BEGIN Dataset content
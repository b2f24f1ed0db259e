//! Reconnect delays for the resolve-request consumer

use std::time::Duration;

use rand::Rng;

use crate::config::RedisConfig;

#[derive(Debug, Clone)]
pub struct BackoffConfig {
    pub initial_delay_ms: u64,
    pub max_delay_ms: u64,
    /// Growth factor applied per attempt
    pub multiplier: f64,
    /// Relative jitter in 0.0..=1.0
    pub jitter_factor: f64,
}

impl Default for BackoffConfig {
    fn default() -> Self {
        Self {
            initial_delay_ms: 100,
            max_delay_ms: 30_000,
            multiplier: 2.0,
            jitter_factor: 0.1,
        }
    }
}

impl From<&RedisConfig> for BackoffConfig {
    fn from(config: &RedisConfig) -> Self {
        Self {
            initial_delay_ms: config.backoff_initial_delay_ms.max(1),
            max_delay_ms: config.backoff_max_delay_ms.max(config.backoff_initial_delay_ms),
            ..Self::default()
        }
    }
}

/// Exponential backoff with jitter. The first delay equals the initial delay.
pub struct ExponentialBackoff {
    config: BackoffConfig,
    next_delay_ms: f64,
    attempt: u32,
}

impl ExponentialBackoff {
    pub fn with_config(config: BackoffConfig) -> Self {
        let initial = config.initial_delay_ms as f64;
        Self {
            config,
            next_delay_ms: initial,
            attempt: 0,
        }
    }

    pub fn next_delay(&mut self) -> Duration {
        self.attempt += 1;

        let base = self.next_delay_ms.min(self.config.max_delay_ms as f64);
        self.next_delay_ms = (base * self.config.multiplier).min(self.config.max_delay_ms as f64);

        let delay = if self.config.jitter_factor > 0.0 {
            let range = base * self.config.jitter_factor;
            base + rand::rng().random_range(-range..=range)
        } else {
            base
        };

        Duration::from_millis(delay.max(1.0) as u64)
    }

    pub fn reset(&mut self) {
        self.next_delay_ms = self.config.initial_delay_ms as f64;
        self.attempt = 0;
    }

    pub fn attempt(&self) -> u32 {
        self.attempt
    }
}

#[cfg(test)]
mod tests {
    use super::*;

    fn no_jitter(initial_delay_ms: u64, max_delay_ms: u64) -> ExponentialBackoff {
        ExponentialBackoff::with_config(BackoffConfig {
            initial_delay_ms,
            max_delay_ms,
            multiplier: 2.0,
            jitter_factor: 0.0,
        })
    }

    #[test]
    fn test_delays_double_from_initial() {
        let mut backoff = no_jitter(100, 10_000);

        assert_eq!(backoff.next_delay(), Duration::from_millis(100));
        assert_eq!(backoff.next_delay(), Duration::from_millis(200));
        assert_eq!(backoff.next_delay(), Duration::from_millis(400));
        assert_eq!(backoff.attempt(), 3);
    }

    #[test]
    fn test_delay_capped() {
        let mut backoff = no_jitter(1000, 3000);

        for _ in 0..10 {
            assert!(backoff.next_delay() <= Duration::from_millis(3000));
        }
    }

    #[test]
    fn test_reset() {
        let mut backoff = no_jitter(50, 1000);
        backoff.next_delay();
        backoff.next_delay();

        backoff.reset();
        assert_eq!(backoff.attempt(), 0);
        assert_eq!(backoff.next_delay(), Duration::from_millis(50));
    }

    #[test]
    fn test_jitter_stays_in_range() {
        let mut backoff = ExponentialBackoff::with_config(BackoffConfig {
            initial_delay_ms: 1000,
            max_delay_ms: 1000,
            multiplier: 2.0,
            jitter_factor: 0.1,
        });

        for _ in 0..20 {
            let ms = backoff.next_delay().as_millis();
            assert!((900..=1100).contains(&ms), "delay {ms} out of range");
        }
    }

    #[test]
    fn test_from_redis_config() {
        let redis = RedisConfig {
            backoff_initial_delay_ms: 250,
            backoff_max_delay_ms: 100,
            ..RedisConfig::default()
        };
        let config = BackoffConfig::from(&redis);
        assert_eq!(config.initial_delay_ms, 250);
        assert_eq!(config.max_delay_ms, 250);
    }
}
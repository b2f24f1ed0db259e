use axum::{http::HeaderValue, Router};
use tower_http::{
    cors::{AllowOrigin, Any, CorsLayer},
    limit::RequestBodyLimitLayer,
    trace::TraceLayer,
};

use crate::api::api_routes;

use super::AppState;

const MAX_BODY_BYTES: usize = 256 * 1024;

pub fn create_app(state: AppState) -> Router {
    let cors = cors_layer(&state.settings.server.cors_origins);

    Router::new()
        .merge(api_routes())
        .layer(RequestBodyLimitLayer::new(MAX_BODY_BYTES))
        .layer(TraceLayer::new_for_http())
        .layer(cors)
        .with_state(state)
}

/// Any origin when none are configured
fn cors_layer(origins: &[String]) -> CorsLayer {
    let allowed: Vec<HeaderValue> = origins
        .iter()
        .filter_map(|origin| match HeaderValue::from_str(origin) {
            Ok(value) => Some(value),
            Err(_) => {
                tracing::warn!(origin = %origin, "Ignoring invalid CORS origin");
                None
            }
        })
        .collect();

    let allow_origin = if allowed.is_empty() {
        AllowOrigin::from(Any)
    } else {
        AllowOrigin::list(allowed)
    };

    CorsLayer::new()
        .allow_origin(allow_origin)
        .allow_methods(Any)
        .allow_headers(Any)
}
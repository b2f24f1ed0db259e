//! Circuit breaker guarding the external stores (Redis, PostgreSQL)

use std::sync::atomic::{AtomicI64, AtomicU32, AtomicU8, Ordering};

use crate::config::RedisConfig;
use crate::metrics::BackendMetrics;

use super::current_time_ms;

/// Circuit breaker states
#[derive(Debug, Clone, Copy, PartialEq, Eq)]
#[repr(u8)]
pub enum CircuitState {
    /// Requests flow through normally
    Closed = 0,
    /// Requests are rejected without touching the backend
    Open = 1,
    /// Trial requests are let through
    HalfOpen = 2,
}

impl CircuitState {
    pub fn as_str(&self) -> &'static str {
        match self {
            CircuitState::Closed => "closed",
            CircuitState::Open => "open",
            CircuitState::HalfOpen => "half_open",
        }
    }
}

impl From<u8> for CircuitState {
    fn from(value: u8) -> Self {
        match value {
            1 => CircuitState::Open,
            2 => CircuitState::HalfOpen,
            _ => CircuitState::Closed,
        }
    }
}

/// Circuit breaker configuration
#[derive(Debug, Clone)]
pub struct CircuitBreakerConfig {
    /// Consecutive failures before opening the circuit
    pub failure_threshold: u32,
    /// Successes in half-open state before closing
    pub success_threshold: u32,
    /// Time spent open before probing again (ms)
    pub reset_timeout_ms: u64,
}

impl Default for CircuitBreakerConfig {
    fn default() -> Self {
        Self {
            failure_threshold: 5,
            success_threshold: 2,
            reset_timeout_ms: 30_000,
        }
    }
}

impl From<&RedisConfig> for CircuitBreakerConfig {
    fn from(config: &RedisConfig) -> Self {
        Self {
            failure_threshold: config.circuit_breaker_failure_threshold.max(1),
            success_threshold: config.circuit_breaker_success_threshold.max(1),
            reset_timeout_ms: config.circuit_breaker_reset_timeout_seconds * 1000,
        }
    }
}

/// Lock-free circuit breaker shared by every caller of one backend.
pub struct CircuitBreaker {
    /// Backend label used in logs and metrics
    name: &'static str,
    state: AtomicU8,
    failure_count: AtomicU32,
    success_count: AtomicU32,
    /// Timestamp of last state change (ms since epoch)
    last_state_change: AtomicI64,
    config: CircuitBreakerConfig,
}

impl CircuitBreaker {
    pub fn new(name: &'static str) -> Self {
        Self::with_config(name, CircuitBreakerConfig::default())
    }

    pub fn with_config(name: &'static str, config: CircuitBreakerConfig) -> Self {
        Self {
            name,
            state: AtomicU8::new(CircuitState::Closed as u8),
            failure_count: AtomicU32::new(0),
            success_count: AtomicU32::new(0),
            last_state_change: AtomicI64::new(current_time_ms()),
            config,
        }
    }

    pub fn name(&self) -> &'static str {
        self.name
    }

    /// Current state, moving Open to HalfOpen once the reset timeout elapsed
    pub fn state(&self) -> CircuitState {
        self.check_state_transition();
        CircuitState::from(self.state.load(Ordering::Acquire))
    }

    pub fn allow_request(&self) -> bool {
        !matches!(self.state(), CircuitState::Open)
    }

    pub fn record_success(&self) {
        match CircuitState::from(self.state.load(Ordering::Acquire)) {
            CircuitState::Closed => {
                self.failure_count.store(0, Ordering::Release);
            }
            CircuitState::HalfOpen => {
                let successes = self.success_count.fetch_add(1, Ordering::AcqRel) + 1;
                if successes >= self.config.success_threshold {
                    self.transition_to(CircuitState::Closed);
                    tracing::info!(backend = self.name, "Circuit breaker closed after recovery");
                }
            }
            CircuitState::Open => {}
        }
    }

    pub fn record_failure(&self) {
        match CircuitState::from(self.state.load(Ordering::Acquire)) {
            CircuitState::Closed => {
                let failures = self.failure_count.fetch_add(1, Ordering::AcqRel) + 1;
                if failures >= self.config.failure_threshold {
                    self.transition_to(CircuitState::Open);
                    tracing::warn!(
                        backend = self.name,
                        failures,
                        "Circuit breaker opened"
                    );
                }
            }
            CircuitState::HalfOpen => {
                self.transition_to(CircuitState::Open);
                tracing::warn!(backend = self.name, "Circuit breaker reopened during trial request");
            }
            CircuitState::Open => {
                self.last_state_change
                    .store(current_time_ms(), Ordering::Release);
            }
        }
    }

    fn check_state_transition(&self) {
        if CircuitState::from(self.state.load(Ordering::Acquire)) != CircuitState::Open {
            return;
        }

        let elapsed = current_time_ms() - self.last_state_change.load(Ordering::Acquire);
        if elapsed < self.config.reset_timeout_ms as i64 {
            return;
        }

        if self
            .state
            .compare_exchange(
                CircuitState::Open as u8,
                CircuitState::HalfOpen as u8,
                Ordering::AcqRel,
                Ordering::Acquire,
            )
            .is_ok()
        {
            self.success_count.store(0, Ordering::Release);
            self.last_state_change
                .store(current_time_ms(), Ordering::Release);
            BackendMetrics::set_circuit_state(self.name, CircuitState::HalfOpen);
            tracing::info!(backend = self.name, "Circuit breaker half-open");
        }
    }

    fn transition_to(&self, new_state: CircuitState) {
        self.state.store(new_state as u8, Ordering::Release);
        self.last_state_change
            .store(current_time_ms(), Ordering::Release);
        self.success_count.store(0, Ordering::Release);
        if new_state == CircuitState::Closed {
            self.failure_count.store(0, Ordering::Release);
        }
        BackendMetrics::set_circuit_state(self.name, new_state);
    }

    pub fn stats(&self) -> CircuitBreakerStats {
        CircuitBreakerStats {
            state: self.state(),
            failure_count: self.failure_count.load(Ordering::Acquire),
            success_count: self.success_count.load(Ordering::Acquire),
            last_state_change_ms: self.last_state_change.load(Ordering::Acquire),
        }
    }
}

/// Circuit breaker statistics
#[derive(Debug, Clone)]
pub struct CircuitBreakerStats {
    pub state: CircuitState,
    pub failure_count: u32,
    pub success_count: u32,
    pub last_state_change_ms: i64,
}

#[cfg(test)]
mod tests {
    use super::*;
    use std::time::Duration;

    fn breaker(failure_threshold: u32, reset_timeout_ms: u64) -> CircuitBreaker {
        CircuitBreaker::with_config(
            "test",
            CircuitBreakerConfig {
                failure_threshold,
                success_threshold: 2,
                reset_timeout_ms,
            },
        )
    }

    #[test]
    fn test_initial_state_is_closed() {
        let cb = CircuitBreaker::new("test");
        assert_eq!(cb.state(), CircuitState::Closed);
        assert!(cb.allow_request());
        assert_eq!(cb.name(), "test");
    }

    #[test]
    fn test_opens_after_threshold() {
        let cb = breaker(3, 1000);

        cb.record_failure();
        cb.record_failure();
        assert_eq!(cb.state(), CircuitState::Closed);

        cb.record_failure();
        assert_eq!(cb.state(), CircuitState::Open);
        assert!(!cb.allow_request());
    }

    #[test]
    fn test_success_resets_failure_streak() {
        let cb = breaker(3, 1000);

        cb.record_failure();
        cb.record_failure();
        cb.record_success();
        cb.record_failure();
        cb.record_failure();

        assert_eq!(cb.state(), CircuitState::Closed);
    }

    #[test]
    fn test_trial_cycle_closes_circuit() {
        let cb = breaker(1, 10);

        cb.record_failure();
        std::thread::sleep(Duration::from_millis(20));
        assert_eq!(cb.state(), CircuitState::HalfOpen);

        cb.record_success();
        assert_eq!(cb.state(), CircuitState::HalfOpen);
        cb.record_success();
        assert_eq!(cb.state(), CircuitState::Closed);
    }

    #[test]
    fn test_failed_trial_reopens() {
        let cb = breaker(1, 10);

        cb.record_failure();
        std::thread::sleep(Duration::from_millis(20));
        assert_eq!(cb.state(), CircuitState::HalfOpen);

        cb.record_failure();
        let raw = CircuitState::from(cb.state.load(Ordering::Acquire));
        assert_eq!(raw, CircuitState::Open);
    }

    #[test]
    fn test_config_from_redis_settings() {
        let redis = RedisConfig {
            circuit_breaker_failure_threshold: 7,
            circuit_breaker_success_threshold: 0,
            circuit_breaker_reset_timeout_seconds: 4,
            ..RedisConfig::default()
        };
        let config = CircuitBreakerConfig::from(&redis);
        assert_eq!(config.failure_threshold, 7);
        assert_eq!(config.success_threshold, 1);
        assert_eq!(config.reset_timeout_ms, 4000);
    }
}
END Dataset content
Work item: Go over the listing above and return each line with "AcqRel".

Problem solution:
                let successes = self.success_count.fetch_add(1, Ordering::AcqRel) + 1;
                let failures = self.failure_count.fetch_add(1, Ordering::AcqRel) + 1;
                Ordering::AcqRel,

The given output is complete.